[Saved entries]
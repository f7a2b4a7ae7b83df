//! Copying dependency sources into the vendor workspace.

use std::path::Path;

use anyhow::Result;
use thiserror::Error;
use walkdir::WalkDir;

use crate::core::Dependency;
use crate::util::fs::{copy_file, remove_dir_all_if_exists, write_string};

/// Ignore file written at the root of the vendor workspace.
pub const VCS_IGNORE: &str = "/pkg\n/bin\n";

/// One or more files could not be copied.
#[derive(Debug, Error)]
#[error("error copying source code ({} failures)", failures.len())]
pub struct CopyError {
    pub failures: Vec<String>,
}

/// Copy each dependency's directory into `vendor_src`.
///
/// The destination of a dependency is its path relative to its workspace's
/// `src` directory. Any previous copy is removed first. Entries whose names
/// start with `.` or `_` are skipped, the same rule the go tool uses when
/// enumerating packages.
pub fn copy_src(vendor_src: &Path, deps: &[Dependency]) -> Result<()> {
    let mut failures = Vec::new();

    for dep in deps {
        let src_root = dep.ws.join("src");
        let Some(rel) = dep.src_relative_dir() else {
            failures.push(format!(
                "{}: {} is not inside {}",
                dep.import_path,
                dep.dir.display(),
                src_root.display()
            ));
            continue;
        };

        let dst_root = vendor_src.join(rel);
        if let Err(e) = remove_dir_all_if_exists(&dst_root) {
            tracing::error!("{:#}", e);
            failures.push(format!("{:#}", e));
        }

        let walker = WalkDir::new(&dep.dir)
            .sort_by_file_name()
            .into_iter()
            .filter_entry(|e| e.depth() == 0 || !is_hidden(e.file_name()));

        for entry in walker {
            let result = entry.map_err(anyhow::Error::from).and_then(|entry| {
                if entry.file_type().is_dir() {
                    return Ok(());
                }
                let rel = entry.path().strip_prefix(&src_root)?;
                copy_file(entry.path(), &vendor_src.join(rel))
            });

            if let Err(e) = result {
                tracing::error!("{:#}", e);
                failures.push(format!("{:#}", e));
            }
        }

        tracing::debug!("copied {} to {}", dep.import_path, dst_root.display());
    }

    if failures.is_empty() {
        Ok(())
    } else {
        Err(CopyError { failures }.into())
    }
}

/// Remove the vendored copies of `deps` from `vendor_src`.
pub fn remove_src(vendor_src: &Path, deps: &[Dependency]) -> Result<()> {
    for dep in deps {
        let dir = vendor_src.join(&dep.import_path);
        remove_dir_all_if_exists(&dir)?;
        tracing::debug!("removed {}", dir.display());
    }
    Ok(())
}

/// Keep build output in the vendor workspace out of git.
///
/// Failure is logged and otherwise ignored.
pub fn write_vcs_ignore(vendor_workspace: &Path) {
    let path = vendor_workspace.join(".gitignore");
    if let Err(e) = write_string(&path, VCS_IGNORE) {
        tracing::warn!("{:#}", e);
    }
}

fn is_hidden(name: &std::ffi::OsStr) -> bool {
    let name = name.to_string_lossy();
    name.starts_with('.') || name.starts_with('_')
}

* * *

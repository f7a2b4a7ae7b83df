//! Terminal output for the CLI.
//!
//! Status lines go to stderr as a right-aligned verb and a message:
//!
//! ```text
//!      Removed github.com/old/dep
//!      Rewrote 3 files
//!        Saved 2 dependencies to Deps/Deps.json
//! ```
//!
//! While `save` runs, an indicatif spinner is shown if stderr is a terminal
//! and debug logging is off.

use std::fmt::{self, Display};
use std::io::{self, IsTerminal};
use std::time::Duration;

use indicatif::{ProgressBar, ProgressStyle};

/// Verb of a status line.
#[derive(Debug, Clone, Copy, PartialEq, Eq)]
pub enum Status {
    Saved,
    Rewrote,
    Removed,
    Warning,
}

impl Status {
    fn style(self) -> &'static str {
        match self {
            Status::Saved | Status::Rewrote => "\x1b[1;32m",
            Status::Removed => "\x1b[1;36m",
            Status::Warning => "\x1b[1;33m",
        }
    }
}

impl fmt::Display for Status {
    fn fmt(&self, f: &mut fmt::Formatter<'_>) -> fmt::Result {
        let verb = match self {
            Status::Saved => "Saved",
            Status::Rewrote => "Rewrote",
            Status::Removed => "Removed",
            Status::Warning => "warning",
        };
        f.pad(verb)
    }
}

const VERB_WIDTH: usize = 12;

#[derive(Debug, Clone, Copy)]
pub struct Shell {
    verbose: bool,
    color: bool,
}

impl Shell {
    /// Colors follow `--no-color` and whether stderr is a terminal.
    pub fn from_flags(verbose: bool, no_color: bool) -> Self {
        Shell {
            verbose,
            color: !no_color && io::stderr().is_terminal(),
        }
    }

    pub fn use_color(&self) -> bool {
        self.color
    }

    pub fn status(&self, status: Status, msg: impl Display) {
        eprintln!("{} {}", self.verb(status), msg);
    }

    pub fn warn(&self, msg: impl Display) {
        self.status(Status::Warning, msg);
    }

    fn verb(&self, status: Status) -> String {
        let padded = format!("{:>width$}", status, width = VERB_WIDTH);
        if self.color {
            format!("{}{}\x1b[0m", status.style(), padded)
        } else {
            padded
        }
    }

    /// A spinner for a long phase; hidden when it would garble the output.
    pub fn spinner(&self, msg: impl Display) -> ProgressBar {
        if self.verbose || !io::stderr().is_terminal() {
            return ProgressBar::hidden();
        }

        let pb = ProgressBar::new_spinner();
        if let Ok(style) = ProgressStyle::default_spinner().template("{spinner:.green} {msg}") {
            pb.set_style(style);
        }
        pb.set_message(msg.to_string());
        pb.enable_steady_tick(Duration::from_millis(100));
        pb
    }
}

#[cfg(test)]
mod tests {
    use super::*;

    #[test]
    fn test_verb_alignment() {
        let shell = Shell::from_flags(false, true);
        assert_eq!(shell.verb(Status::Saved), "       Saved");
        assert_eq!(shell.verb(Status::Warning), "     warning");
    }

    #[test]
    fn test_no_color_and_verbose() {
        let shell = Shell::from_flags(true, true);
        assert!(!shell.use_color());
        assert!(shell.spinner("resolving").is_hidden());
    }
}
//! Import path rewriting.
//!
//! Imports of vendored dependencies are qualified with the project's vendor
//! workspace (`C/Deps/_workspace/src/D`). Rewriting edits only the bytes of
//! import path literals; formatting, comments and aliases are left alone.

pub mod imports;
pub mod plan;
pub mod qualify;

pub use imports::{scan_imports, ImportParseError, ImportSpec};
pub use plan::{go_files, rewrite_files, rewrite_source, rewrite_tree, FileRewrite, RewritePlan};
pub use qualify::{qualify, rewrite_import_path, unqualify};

--

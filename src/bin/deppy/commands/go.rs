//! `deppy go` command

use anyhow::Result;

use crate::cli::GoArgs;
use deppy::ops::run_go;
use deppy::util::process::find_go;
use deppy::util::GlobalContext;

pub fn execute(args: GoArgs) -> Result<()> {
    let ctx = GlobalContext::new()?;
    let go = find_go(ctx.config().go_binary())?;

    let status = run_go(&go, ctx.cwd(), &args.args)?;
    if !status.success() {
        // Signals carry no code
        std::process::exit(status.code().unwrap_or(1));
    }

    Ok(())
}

**INSTRUCTIONS TO FOLLOW:** The answer is every line in the data where the word "derive" appears.

**RESPONSE BOX:**
#[derive(Debug, Error)]
#[derive(Debug, Clone, Copy, PartialEq, Eq)]
#[derive(Debug, Clone, Copy)]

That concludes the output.